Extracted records
+---+

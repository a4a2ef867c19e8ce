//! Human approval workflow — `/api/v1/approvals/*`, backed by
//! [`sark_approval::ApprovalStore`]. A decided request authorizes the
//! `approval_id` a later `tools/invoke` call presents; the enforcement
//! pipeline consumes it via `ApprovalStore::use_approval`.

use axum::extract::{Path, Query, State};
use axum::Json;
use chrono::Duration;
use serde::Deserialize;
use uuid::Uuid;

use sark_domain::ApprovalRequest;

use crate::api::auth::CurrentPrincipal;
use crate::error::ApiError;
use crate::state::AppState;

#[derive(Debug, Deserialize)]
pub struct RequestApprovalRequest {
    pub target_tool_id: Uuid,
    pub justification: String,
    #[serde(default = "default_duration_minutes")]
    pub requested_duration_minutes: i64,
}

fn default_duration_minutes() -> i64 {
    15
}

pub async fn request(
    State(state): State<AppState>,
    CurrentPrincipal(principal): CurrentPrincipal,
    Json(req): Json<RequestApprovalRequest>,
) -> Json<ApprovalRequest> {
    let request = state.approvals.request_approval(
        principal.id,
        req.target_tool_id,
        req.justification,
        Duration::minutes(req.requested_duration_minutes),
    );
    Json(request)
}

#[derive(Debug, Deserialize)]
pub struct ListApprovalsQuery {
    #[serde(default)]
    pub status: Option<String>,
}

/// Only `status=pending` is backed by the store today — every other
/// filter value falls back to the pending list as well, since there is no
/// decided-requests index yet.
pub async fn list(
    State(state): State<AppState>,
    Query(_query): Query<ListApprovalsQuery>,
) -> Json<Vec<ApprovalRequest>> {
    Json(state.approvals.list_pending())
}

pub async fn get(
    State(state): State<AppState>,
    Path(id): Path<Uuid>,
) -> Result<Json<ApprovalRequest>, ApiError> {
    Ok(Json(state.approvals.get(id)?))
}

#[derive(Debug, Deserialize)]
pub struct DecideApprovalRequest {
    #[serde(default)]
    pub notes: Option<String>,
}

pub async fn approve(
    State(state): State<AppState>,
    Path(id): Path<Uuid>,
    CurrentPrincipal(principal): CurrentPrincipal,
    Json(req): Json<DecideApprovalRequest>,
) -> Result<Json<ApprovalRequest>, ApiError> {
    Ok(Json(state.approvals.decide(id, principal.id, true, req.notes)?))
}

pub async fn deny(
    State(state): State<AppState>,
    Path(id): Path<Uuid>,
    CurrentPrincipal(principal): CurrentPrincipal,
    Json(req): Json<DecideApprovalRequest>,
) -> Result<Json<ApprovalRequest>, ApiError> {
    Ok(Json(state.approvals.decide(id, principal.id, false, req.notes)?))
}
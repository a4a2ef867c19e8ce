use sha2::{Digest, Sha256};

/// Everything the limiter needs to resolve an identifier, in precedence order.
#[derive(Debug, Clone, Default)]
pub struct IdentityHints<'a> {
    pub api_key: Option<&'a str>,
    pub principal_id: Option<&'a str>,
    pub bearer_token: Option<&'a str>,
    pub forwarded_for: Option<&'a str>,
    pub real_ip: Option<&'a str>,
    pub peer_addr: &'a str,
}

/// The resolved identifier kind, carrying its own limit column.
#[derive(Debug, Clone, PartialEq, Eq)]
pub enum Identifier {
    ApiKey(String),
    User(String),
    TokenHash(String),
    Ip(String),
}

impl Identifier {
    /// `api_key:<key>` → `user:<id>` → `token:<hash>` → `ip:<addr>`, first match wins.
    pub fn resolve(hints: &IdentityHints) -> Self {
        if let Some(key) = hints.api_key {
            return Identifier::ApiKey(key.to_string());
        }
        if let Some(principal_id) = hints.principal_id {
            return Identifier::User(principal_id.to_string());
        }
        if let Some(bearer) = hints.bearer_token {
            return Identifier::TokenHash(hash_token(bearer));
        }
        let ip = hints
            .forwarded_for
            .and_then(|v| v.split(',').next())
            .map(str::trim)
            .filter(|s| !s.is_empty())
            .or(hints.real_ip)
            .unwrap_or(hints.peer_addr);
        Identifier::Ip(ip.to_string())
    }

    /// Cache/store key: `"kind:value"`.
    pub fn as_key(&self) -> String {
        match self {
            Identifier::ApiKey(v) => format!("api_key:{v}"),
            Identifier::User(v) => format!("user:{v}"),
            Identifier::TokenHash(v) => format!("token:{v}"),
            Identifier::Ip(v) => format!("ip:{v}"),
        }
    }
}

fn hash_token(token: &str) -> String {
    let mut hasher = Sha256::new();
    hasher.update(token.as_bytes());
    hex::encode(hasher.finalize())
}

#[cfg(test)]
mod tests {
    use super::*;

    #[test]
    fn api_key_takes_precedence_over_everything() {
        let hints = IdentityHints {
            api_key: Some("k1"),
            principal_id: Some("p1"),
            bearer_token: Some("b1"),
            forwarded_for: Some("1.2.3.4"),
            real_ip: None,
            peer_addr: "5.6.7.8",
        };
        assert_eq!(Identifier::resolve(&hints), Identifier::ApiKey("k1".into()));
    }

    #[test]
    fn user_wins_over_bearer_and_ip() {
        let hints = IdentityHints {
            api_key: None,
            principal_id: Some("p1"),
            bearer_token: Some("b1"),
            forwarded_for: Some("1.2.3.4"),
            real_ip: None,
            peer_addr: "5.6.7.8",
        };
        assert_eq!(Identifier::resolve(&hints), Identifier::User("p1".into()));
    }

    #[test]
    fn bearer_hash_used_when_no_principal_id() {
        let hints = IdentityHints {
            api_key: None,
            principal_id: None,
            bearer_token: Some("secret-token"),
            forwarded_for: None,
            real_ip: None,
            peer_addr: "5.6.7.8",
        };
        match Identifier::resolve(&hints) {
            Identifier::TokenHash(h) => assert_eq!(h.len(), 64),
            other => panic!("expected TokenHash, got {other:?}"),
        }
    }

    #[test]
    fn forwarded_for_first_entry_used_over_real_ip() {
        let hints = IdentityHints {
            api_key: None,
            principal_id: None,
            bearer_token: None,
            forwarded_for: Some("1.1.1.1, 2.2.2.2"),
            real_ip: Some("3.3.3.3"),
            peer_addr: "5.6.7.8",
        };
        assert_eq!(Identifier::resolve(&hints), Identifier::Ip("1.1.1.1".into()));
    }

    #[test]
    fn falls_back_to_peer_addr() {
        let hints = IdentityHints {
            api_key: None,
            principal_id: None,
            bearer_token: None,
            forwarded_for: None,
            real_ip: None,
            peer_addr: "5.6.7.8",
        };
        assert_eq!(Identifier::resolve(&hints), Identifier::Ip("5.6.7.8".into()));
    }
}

+---+

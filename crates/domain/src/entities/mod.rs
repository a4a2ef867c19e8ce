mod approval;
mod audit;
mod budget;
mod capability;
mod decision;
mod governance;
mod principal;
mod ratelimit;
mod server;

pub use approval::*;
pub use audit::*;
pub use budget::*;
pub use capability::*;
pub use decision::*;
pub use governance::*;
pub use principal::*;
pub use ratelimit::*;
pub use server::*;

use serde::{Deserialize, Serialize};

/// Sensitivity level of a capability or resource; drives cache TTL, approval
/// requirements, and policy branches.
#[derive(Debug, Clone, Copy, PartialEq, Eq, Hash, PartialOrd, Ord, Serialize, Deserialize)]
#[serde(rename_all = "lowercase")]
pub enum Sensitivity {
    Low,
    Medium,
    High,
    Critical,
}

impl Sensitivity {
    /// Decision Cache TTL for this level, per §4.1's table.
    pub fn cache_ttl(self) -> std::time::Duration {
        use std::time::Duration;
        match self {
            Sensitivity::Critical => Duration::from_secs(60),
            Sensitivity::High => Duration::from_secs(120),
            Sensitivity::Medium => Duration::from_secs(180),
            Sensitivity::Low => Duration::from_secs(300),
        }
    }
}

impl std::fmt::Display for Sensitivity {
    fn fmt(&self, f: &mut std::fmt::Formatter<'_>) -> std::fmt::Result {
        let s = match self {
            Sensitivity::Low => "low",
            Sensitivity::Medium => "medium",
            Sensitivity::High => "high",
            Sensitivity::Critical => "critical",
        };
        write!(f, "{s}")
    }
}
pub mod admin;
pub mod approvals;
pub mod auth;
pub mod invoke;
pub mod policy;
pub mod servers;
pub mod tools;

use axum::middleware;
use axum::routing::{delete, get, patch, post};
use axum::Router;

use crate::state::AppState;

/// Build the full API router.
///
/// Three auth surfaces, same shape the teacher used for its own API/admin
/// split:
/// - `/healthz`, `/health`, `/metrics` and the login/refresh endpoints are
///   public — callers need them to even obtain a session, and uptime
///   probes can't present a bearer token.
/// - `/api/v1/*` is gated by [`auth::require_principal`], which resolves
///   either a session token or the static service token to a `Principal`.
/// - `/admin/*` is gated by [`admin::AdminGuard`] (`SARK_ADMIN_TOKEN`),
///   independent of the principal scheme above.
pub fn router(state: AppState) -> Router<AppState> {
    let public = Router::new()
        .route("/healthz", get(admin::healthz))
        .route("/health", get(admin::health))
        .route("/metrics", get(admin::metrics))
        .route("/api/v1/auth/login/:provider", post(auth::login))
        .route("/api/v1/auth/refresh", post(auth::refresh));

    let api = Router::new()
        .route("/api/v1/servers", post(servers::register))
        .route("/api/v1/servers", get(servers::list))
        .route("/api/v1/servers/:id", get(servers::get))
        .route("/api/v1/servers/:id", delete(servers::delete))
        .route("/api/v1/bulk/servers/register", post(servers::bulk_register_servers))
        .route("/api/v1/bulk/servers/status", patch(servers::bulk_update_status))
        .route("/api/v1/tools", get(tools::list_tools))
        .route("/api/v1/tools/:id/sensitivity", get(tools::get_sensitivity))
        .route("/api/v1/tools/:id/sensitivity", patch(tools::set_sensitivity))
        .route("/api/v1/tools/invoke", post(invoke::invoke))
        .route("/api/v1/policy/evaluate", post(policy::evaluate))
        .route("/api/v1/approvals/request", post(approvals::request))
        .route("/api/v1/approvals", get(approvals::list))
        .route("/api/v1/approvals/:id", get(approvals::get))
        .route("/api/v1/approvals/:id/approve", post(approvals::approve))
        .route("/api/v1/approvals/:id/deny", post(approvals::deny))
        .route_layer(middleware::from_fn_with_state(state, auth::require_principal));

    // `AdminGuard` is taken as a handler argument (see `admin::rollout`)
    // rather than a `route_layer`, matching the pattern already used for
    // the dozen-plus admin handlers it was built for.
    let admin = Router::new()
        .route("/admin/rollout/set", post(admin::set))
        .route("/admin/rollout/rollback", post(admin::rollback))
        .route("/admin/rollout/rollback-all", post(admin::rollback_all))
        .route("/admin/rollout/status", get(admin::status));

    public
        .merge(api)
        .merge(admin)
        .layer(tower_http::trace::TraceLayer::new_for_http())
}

+---+

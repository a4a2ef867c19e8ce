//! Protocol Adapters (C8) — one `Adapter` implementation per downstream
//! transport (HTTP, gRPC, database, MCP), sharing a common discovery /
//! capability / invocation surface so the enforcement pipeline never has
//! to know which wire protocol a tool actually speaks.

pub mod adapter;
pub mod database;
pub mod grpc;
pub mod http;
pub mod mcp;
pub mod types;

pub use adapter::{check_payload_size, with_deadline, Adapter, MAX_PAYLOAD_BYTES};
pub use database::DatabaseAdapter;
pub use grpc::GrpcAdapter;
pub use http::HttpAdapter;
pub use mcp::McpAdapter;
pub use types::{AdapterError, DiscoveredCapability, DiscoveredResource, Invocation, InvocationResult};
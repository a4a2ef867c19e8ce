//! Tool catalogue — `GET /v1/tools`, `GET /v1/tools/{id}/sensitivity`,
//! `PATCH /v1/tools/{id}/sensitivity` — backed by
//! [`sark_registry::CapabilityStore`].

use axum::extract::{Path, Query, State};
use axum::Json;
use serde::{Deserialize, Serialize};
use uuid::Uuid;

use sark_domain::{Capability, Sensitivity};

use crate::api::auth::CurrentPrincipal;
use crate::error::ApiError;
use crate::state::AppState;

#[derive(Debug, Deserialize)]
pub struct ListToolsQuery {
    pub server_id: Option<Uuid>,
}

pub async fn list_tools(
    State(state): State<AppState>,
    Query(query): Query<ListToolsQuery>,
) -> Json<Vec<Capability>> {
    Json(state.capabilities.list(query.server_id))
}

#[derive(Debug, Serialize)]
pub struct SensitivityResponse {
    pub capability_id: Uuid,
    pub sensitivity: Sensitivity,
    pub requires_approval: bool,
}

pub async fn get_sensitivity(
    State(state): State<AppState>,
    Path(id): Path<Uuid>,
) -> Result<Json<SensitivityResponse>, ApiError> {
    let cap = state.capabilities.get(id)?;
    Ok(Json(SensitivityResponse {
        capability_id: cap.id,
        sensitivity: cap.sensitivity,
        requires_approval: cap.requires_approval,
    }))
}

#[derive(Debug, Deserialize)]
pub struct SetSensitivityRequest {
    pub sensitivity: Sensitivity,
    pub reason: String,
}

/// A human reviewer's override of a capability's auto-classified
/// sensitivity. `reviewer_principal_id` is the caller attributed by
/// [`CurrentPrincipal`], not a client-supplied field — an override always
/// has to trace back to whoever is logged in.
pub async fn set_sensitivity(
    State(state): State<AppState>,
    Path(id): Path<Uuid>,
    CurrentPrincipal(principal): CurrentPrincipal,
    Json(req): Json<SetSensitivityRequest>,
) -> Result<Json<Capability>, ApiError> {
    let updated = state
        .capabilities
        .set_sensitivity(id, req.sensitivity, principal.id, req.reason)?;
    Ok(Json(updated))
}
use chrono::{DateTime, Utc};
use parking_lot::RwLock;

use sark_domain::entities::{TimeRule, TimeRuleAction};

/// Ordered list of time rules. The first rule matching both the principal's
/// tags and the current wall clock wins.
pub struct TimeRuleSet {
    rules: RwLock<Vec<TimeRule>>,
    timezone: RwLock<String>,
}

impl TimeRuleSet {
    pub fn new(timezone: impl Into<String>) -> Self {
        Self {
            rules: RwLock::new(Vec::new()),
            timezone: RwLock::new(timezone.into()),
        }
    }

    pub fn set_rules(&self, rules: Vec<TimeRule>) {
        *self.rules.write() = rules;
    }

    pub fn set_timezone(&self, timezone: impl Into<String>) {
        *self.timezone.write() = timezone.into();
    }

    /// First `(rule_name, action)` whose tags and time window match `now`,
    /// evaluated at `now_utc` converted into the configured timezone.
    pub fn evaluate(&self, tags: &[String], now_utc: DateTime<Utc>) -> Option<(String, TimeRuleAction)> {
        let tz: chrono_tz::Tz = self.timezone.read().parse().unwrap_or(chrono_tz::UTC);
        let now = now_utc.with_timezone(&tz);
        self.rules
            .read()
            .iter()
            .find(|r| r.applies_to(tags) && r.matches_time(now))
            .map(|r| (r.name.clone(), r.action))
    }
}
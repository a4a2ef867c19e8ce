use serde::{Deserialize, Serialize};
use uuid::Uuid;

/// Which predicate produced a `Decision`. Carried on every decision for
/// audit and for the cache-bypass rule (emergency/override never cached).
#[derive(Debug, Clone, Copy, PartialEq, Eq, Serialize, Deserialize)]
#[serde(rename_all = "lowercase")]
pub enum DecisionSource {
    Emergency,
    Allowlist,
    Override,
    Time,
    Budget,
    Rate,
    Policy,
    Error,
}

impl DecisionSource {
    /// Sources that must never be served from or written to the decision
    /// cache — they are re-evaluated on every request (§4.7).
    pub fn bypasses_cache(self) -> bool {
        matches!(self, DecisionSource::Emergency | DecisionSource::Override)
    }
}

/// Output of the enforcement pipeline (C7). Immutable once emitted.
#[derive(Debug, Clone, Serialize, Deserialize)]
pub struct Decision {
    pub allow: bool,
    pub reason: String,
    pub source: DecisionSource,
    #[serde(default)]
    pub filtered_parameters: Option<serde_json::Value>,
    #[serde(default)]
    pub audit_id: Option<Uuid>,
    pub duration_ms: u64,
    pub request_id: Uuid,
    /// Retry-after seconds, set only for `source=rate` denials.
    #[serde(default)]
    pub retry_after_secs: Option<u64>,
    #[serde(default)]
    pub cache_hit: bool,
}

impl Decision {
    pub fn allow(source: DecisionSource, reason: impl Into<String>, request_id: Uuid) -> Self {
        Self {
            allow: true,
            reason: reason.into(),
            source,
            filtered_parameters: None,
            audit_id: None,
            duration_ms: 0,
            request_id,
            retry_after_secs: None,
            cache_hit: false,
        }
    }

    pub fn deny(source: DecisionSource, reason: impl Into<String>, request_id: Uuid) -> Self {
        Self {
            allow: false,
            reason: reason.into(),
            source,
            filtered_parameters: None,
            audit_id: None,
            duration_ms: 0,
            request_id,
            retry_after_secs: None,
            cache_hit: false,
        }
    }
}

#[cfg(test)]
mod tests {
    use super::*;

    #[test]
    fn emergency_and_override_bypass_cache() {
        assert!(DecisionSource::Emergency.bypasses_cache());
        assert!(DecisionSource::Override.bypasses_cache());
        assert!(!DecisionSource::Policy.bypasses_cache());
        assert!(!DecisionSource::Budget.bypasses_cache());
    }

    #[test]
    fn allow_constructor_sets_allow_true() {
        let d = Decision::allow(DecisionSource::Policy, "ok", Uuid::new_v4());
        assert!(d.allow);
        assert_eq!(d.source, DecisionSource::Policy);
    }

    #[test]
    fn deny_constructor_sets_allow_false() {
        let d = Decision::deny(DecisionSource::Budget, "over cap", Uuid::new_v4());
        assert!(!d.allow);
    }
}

+---+

= WORK REQUEST =
Starting with the line above that holds "common discovery /" and stopping with the line that holds "pub struct ListToolsQuery", reproduce each line exactly, omitting all other lines.

= FINISHED EXERCISE =
//! transport (HTTP, gRPC, database, MCP), sharing a common discovery /
//! capability / invocation surface so the enforcement pipeline never has
//! to know which wire protocol a tool actually speaks.

pub mod adapter;
pub mod database;
pub mod grpc;
pub mod http;
pub mod mcp;
pub mod types;

pub use adapter::{check_payload_size, with_deadline, Adapter, MAX_PAYLOAD_BYTES};
pub use database::DatabaseAdapter;
pub use grpc::GrpcAdapter;
pub use http::HttpAdapter;
pub use mcp::McpAdapter;
pub use types::{AdapterError, DiscoveredCapability, DiscoveredResource, Invocation, InvocationResult};
repository a4a2ef867c19e8ce
//! Tool catalogue — `GET /v1/tools`, `GET /v1/tools/{id}/sensitivity`,
//! `PATCH /v1/tools/{id}/sensitivity` — backed by
//! [`sark_registry::CapabilityStore`].

use axum::extract::{Path, Query, State};
use axum::Json;
use serde::{Deserialize, Serialize};
use uuid::Uuid;

use sark_domain::{Capability, Sensitivity};

use crate::api::auth::CurrentPrincipal;
use crate::error::ApiError;
use crate::state::AppState;

#[derive(Debug, Deserialize)]
pub struct ListToolsQuery {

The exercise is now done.